Work required - Using the listing below, copy exactly the lines from the one containing "tokio::time::sleep(delay).await;" to the one containing "let message = Message::from_vec(query).unwrap();", both lines included, and no others.

Exercise inputs -
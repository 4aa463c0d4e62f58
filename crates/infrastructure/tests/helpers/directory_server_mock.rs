use super::wire::{build_response, fqdn, WireAnswer};
use hickory_proto::op::Message;
use hickory_proto::rr::RecordType;
use std::collections::HashMap;
use std::net::{Ipv4Addr, SocketAddr};
use std::sync::atomic::{AtomicUsize, Ordering};
use std::sync::{Arc, Mutex};
use std::time::Duration;
use tokio::io::{AsyncReadExt, AsyncWriteExt};
use tokio::net::{TcpListener, TcpStream};
use tokio::task::JoinHandle;

const RCODE_NOERROR: u8 = 0;
const RCODE_NXDOMAIN: u8 = 3;

#[derive(Debug, Clone, Copy, PartialEq, Eq)]
pub enum Behavior {
    /// Answer every question from the record table.
    Respond,
    /// Accept and read queries but never answer.
    Silent,
    /// Answer, then close the connection.
    CloseAfterResponse,
    /// Answer every question with a single A record.
    WrongRecordType,
    /// Answer with a message ID that does not match the query.
    WrongId,
    /// Answer with a correctly framed but truncated DNS message.
    Garbage,
}

#[derive(Default)]
struct Records {
    srv: HashMap<String, Vec<(String, u16)>>,
    a: HashMap<String, Vec<Ipv4Addr>>,
}

struct ServerState {
    records: Mutex<Records>,
    behavior: Mutex<Behavior>,
    delay: Mutex<Duration>,
    connections: AtomicUsize,
    queries: AtomicUsize,
    connection_tasks: Mutex<Vec<JoinHandle<()>>>,
}

/// A TCP directory speaking length-prefixed DNS for SRV and A questions.
pub struct MockDirectoryServer {
    addr: SocketAddr,
    state: Arc<ServerState>,
    accept_task: Option<JoinHandle<()>>,
}

impl MockDirectoryServer {
    pub async fn start() -> Self {
        let listener = TcpListener::bind("127.0.0.1:0").await.unwrap();
        let addr = listener.local_addr().unwrap();

        let state = Arc::new(ServerState {
            records: Mutex::new(Records::default()),
            behavior: Mutex::new(Behavior::Respond),
            delay: Mutex::new(Duration::ZERO),
            connections: AtomicUsize::new(0),
            queries: AtomicUsize::new(0),
            connection_tasks: Mutex::new(Vec::new()),
        });

        let accept_state = Arc::clone(&state);
        let accept_task = tokio::spawn(async move {
            loop {
                let Ok((stream, _)) = listener.accept().await else {
                    break;
                };
                accept_state.connections.fetch_add(1, Ordering::SeqCst);

                let conn_state = Arc::clone(&accept_state);
                let handle = tokio::spawn(serve_connection(stream, conn_state));
                accept_state.connection_tasks.lock().unwrap().push(handle);
            }
        });

        Self {
            addr,
            state,
            accept_task: Some(accept_task),
        }
    }

    pub fn addr(&self) -> String {
        self.addr.to_string()
    }

    pub fn add_srv(&self, name: &str, target: &str, port: u16) {
        self.state
            .records
            .lock()
            .unwrap()
            .srv
            .entry(fqdn(name))
            .or_default()
            .push((fqdn(target), port));
    }

    pub fn add_a(&self, host: &str, ip: Ipv4Addr) {
        self.state
            .records
            .lock()
            .unwrap()
            .a
            .entry(fqdn(host))
            .or_default()
            .push(ip);
    }

    pub fn remove_a(&self, host: &str) {
        self.state.records.lock().unwrap().a.remove(&fqdn(host));
    }

    pub fn set_behavior(&self, behavior: Behavior) {
        *self.state.behavior.lock().unwrap() = behavior;
    }

    pub fn set_delay(&self, delay: Duration) {
        *self.state.delay.lock().unwrap() = delay;
    }

    /// TCP connections accepted so far.
    pub fn connections(&self) -> usize {
        self.state.connections.load(Ordering::SeqCst)
    }

    /// Wait until at least `n` connections were accepted and return the count.
    ///
    /// A client's connect completes in the kernel before the accept loop
    /// runs, so the counter can lag behind a successful dial.
    pub async fn wait_for_connections(&self, n: usize) -> usize {
        let waited = tokio::time::timeout(Duration::from_secs(2), async {
            while self.connections() < n {
                tokio::time::sleep(Duration::from_millis(5)).await;
            }
        })
        .await;
        assert!(
            waited.is_ok(),
            "expected {} accepted connections, saw {}",
            n,
            self.connections()
        );
        self.connections()
    }

    /// Queries read so far, answered or not.
    pub fn queries(&self) -> usize {
        self.state.queries.load(Ordering::SeqCst)
    }

    /// Close the listening socket. Established connections keep being served.
    pub async fn stop_accepting(&mut self) {
        if let Some(task) = self.accept_task.take() {
            task.abort();
            let _ = task.await;
        }
    }
}

impl Drop for MockDirectoryServer {
    fn drop(&mut self) {
        if let Some(task) = self.accept_task.take() {
            task.abort();
        }
        for task in self.state.connection_tasks.lock().unwrap().drain(..) {
            task.abort();
        }
    }
}

async fn serve_connection(mut stream: TcpStream, state: Arc<ServerState>) {
    loop {
        let mut len_buf = [0u8; 2];
        if stream.read_exact(&mut len_buf).await.is_err() {
            return;
        }
        let mut query = vec![0u8; u16::from_be_bytes(len_buf) as usize];
        if stream.read_exact(&mut query).await.is_err() {
            return;
        }
        state.queries.fetch_add(1, Ordering::SeqCst);

        let behavior = *state.behavior.lock().unwrap();
        if behavior == Behavior::Silent {
            continue;
        }

        let delay = *state.delay.lock().unwrap();
        if !delay.is_zero() {
            tokio::time::sleep(delay).await;
        }

        let response = answer(&query, behavior, &state);
        let mut framed = Vec::with_capacity(response.len() + 2);
        framed.extend_from_slice(&(response.len() as u16).to_be_bytes());
        framed.extend_from_slice(&response);

        if stream.write_all(&framed).await.is_err() {
            return;
        }

        if behavior == Behavior::CloseAfterResponse {
            return;
        }
    }
}

fn answer(query: &[u8], behavior: Behavior, state: &ServerState) -> Vec<u8> {
    let id = u16::from_be_bytes([query[0], query[1]]);
    let message = Message::from_vec(query).unwrap();
    let question = &message.queries()[0];
    let name = fqdn(&question.name().to_utf8());

    let answers: Vec<WireAnswer> = if behavior == Behavior::WrongRecordType {
        vec![WireAnswer::A(Ipv4Addr::new(192, 0, 2, 1))]
    } else {
        let records = state.records.lock().unwrap();
        match question.query_type() {
            RecordType::SRV => records
                .srv
                .get(&name)
                .map(|targets| {
                    targets
                        .iter()
                        .map(|(target, port)| WireAnswer::srv(target, *port))
                        .collect()
                })
                .unwrap_or_default(),
            RecordType::A => records
                .a
                .get(&name)
                .map(|ips| ips.iter().copied().map(WireAnswer::A).collect())
                .unwrap_or_default(),
            _ => Vec::new(),
        }
    };

    let id = if behavior == Behavior::WrongId {
        id.wrapping_add(1)
    } else {
        id
    };
    let rcode = if answers.is_empty() {
        RCODE_NXDOMAIN
    } else {
        RCODE_NOERROR
    };

    let mut response = build_response(query, id, rcode, &answers);
    if behavior == Behavior::Garbage {
        // Header claims one question, body stops mid-name.
        response.truncate(14);
    }
    response
}
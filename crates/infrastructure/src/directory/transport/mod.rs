pub mod pool;
pub mod tcp;

pub use pool::{ConnectionPool, PoolStats, PooledConnection};
pub use tcp::{read_with_length_prefix, write_framed};
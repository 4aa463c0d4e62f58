use async_trait::async_trait;
use ferrous_discovery_domain::{DiscoveryError, Endpoint};
use std::sync::Arc;

#[derive(Debug, Clone, Copy, PartialEq, Eq)]
pub enum UpdateOutcome {
    /// The cache was replaced with a freshly resolved list.
    Refreshed { endpoints: usize },

    /// Another refresh was already running; the cache was left untouched.
    Skipped,
}

impl UpdateOutcome {
    pub fn is_refreshed(&self) -> bool {
        matches!(self, Self::Refreshed { .. })
    }
}

#[async_trait]
pub trait EndpointResolver: Send + Sync {
    /// Re-resolve the service and replace the cached endpoint list.
    async fn update(&self) -> Result<UpdateOutcome, DiscoveryError>;

    /// Current cache generation. Later refreshes replace it rather than
    /// mutating it, so the returned snapshot stays valid.
    fn all(&self) -> Arc<[Endpoint]>;

    fn random(&self) -> Option<Endpoint>;

    fn next(&self) -> Option<Endpoint>;

    /// Drain and close every idle connection.
    async fn close(&self);
}
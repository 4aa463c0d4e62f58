use ferrous_discovery_domain::Config;
use tracing_subscriber::EnvFilter;

/// Install the global subscriber. `RUST_LOG` wins over the configured level.
/// Output goes to stderr so stdout carries only endpoints.
pub fn init_logging(config: &Config) {
    let filter = EnvFilter::try_from_default_env()
        .unwrap_or_else(|_| EnvFilter::new(&config.logging.level));

    let builder = tracing_subscriber::fmt()
        .with_env_filter(filter)
        .with_writer(std::io::stderr);

    if config.logging.json {
        builder.json().flatten_event(true).init();
    } else {
        builder.compact().init();
    }
}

Answer to this problem -
            tokio::time::sleep(delay).await;
        }

        let response = answer(&query, behavior, &state);
        let mut framed = Vec::with_capacity(response.len() + 2);
        framed.extend_from_slice(&(response.len() as u16).to_be_bytes());
        framed.extend_from_slice(&response);

        if stream.write_all(&framed).await.is_err() {
            return;
        }

        if behavior == Behavior::CloseAfterResponse {
            return;
        }
    }
}

fn answer(query: &[u8], behavior: Behavior, state: &ServerState) -> Vec<u8> {
    let id = u16::from_be_bytes([query[0], query[1]]);
    let message = Message::from_vec(query).unwrap();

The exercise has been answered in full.